> [Exercise aim]
From the first record through the last, copy each one exactly.

[Recorded information — start]

use super::{StrategyCategory, StrategySet};
use crate::repository::{Inspection, LicenseKind};
use serde::{Deserialize, Serialize};

/// Considerations and recommendations attached to a strategy set
#[allow(missing_docs)]
#[derive(Debug, Clone, Default, PartialEq, Eq, Serialize, Deserialize)]
pub struct Evaluation {
    /// Whether a license was found in the repository
    pub has_license: bool,
    /// License files found in the repository
    pub license_files: Vec<String>,
    /// License family, only set by the legal evaluation of a repository
    pub license_type: Option<LicenseKind>,
    pub considerations: Vec<String>,
    pub recommendations: Vec<String>,
}

const ETHICAL_BASELINE: &[&str] = &[
    "Respect the original creator's intellectual property rights",
    "Give proper attribution to the original creators",
    "Ensure that monetization strategies do not mislead users about the relationship with the original project",
    "Be transparent about any modifications made to the original code",
    "Consider the impact of monetization on the open-source community",
];

const LEGAL_BASELINE: &[&str] = &[
    "Comply with the terms of the repository's license",
    "Ensure that monetization strategies do not infringe on trademarks or patents",
    "Adhere to relevant data protection and privacy laws",
    "Comply with platform-specific terms of service for content distribution",
    "Consider tax implications of monetization strategies",
];

const NO_LICENSE: &str = "The repository does not have a clear license, which may limit monetization options";
const CLARIFY_LICENSE: &str = "Contact the repository owner to clarify licensing terms before monetization";
const KEEP_NOTICE: &str = "Include the original license and copyright notice in any distribution";

fn ethical_category_notes(category: StrategyCategory) -> &'static [&'static str] {
    match category {
        StrategyCategory::ContentRepurposing => &["Ensure that content repurposing does not misrepresent the original content"],
        StrategyCategory::CourseCreation => &["Clearly distinguish between original content and added educational material"],
        StrategyCategory::ApplicationDevelopment => &["Respect the terms of the license for derivative works"],
        StrategyCategory::Consulting => &["Be transparent about the relationship with the original project"],
        StrategyCategory::AffiliateMarketing => &["Disclose affiliate relationships to users"],
    }
}

fn legal_category_notes(category: StrategyCategory) -> &'static [&'static str] {
    match category {
        StrategyCategory::ContentRepurposing => &[
            "Ensure that content repurposing complies with copyright law",
            "Consider fair use/fair dealing provisions for educational content",
        ],
        StrategyCategory::CourseCreation => &[
            "Comply with educational licensing requirements",
            "Consider trademark issues when referencing technologies",
        ],
        StrategyCategory::ApplicationDevelopment => &[
            "Ensure that derivative applications comply with the original license",
            "Consider patent implications for commercial applications",
        ],
        StrategyCategory::Consulting => &[
            "Clearly define the scope of consulting services in contracts",
            "Consider non-disclosure agreements for client projects",
        ],
        StrategyCategory::AffiliateMarketing => &[
            "Comply with disclosure requirements for affiliate marketing",
            "Adhere to platform-specific affiliate marketing policies",
        ],
    }
}

/// `(considerations, recommendations)` for a license family
fn license_terms(kind: LicenseKind) -> (&'static [&'static str], &'static [&'static str]) {
    match kind {
        LicenseKind::Mit => (&["MIT License allows commercial use with attribution"], &[KEEP_NOTICE]),
        LicenseKind::Apache => (
            &[
                "Apache License allows commercial use with attribution",
                "Must include a copy of the license in any distribution",
                "Must state changes made to the original code",
            ],
            &[],
        ),
        LicenseKind::Gpl => (
            &[
                "GPL requires derivative works to be distributed under the same license",
                "Source code of derivative works must be made available",
            ],
            &["Consider consulting with a legal expert before monetizing GPL-licensed code"],
        ),
        LicenseKind::Bsd => (&["BSD License allows commercial use with attribution"], &[KEEP_NOTICE]),
        LicenseKind::Mozilla => (
            &[
                "Mozilla Public License requires modifications to be released under the same license",
                "Can combine with proprietary code under certain conditions",
            ],
            &[],
        ),
        LicenseKind::Unknown => (
            &["The repository has a license, but the type could not be determined"],
            &["Review the license carefully or consult with a legal expert before monetization"],
        ),
        LicenseKind::None => (&[NO_LICENSE], &[CLARIFY_LICENSE]),
    }
}

fn strings(items: &[&str]) -> Vec<String> {
    items.iter().map(|s| s.to_string()).collect()
}

/// Categories that produced at least one strategy
fn used_categories(strategies: &StrategySet) -> impl Iterator<Item = StrategyCategory> + '_ {
    strategies
        .categories
        .iter()
        .filter(|c| !c.strategies.is_empty())
        .map(|c| c.category)
}

fn base_evaluation(inspection: Option<&Inspection>, baseline: &[&str]) -> Evaluation {
    Evaluation {
        has_license: inspection.map_or(false, |i| i.license.is_present()),
        license_files: inspection.map(|i| i.key_files.license.clone()).unwrap_or_default(),
        considerations: strings(baseline),
        ..Evaluation::default()
    }
}

/// Ethical considerations for the strategies
///
/// Repository license notes are only added when a repository was inspected.
pub fn evaluate_ethics(strategies: &StrategySet, inspection: Option<&Inspection>) -> Evaluation {
    let mut evaluation = base_evaluation(inspection, ETHICAL_BASELINE);

    if inspection.is_some() {
        if evaluation.has_license {
            evaluation
                .considerations
                .push("Adhere to the specific terms of the repository's license".to_string());
        } else {
            evaluation.considerations.push(NO_LICENSE.to_string());
            evaluation.recommendations.push(CLARIFY_LICENSE.to_string());
        }
    }

    for category in used_categories(strategies) {
        evaluation.considerations.extend(strings(ethical_category_notes(category)));
    }
    evaluation
}

/// Legal considerations for the strategies, including the repository license
pub fn evaluate_legal(strategies: &StrategySet, inspection: Option<&Inspection>) -> Evaluation {
    let mut evaluation = base_evaluation(inspection, LEGAL_BASELINE);

    if let Some(inspection) = inspection {
        let (considerations, recommendations) = license_terms(inspection.license);
        evaluation.license_type = Some(inspection.license);
        evaluation.considerations.extend(strings(considerations));
        evaluation.recommendations.extend(strings(recommendations));
    }

    for category in used_categories(strategies) {
        evaluation.considerations.extend(strings(legal_category_notes(category)));
    }
    evaluation
}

[Recorded information — finish]

> [Exercise output]
use super::{StrategyCategory, StrategySet};
use crate::repository::{Inspection, LicenseKind};
use serde::{Deserialize, Serialize};

/// Considerations and recommendations attached to a strategy set
#[allow(missing_docs)]
#[derive(Debug, Clone, Default, PartialEq, Eq, Serialize, Deserialize)]
pub struct Evaluation {
    /// Whether a license was found in the repository
    pub has_license: bool,
    /// License files found in the repository
    pub license_files: Vec<String>,
    /// License family, only set by the legal evaluation of a repository
    pub license_type: Option<LicenseKind>,
    pub considerations: Vec<String>,
    pub recommendations: Vec<String>,
}

const ETHICAL_BASELINE: &[&str] = &[
    "Respect the original creator's intellectual property rights",
    "Give proper attribution to the original creators",
    "Ensure that monetization strategies do not mislead users about the relationship with the original project",
    "Be transparent about any modifications made to the original code",
    "Consider the impact of monetization on the open-source community",
];

const LEGAL_BASELINE: &[&str] = &[
    "Comply with the terms of the repository's license",
    "Ensure that monetization strategies do not infringe on trademarks or patents",
    "Adhere to relevant data protection and privacy laws",
    "Comply with platform-specific terms of service for content distribution",
    "Consider tax implications of monetization strategies",
];

const NO_LICENSE: &str = "The repository does not have a clear license, which may limit monetization options";
const CLARIFY_LICENSE: &str = "Contact the repository owner to clarify licensing terms before monetization";
const KEEP_NOTICE: &str = "Include the original license and copyright notice in any distribution";

fn ethical_category_notes(category: StrategyCategory) -> &'static [&'static str] {
    match category {
        StrategyCategory::ContentRepurposing => &["Ensure that content repurposing does not misrepresent the original content"],
        StrategyCategory::CourseCreation => &["Clearly distinguish between original content and added educational material"],
        StrategyCategory::ApplicationDevelopment => &["Respect the terms of the license for derivative works"],
        StrategyCategory::Consulting => &["Be transparent about the relationship with the original project"],
        StrategyCategory::AffiliateMarketing => &["Disclose affiliate relationships to users"],
    }
}

fn legal_category_notes(category: StrategyCategory) -> &'static [&'static str] {
    match category {
        StrategyCategory::ContentRepurposing => &[
            "Ensure that content repurposing complies with copyright law",
            "Consider fair use/fair dealing provisions for educational content",
        ],
        StrategyCategory::CourseCreation => &[
            "Comply with educational licensing requirements",
            "Consider trademark issues when referencing technologies",
        ],
        StrategyCategory::ApplicationDevelopment => &[
            "Ensure that derivative applications comply with the original license",
            "Consider patent implications for commercial applications",
        ],
        StrategyCategory::Consulting => &[
            "Clearly define the scope of consulting services in contracts",
            "Consider non-disclosure agreements for client projects",
        ],
        StrategyCategory::AffiliateMarketing => &[
            "Comply with disclosure requirements for affiliate marketing",
            "Adhere to platform-specific affiliate marketing policies",
        ],
    }
}

/// `(considerations, recommendations)` for a license family
fn license_terms(kind: LicenseKind) -> (&'static [&'static str], &'static [&'static str]) {
    match kind {
        LicenseKind::Mit => (&["MIT License allows commercial use with attribution"], &[KEEP_NOTICE]),
        LicenseKind::Apache => (
            &[
                "Apache License allows commercial use with attribution",
                "Must include a copy of the license in any distribution",
                "Must state changes made to the original code",
            ],
            &[],
        ),
        LicenseKind::Gpl => (
            &[
                "GPL requires derivative works to be distributed under the same license",
                "Source code of derivative works must be made available",
            ],
            &["Consider consulting with a legal expert before monetizing GPL-licensed code"],
        ),
        LicenseKind::Bsd => (&["BSD License allows commercial use with attribution"], &[KEEP_NOTICE]),
        LicenseKind::Mozilla => (
            &[
                "Mozilla Public License requires modifications to be released under the same license",
                "Can combine with proprietary code under certain conditions",
            ],
            &[],
        ),
        LicenseKind::Unknown => (
            &["The repository has a license, but the type could not be determined"],
            &["Review the license carefully or consult with a legal expert before monetization"],
        ),
        LicenseKind::None => (&[NO_LICENSE], &[CLARIFY_LICENSE]),
    }
}

fn strings(items: &[&str]) -> Vec<String> {
    items.iter().map(|s| s.to_string()).collect()
}

/// Categories that produced at least one strategy
fn used_categories(strategies: &StrategySet) -> impl Iterator<Item = StrategyCategory> + '_ {
    strategies
        .categories
        .iter()
        .filter(|c| !c.strategies.is_empty())
        .map(|c| c.category)
}

fn base_evaluation(inspection: Option<&Inspection>, baseline: &[&str]) -> Evaluation {
    Evaluation {
        has_license: inspection.map_or(false, |i| i.license.is_present()),
        license_files: inspection.map(|i| i.key_files.license.clone()).unwrap_or_default(),
        considerations: strings(baseline),
        ..Evaluation::default()
    }
}

/// Ethical considerations for the strategies
///
/// Repository license notes are only added when a repository was inspected.
pub fn evaluate_ethics(strategies: &StrategySet, inspection: Option<&Inspection>) -> Evaluation {
    let mut evaluation = base_evaluation(inspection, ETHICAL_BASELINE);

    if inspection.is_some() {
        if evaluation.has_license {
            evaluation
                .considerations
                .push("Adhere to the specific terms of the repository's license".to_string());
        } else {
            evaluation.considerations.push(NO_LICENSE.to_string());
            evaluation.recommendations.push(CLARIFY_LICENSE.to_string());
        }
    }

    for category in used_categories(strategies) {
        evaluation.considerations.extend(strings(ethical_category_notes(category)));
    }
    evaluation
}

/// Legal considerations for the strategies, including the repository license
pub fn evaluate_legal(strategies: &StrategySet, inspection: Option<&Inspection>) -> Evaluation {
    let mut evaluation = base_evaluation(inspection, LEGAL_BASELINE);

    if let Some(inspection) = inspection {
        let (considerations, recommendations) = license_terms(inspection.license);
        evaluation.license_type = Some(inspection.license);
        evaluation.considerations.extend(strings(considerations));
        evaluation.recommendations.extend(strings(recommendations));
    }

    for category in used_categories(strategies) {
        evaluation.considerations.extend(strings(legal_category_notes(category)));
    }
    evaluation
}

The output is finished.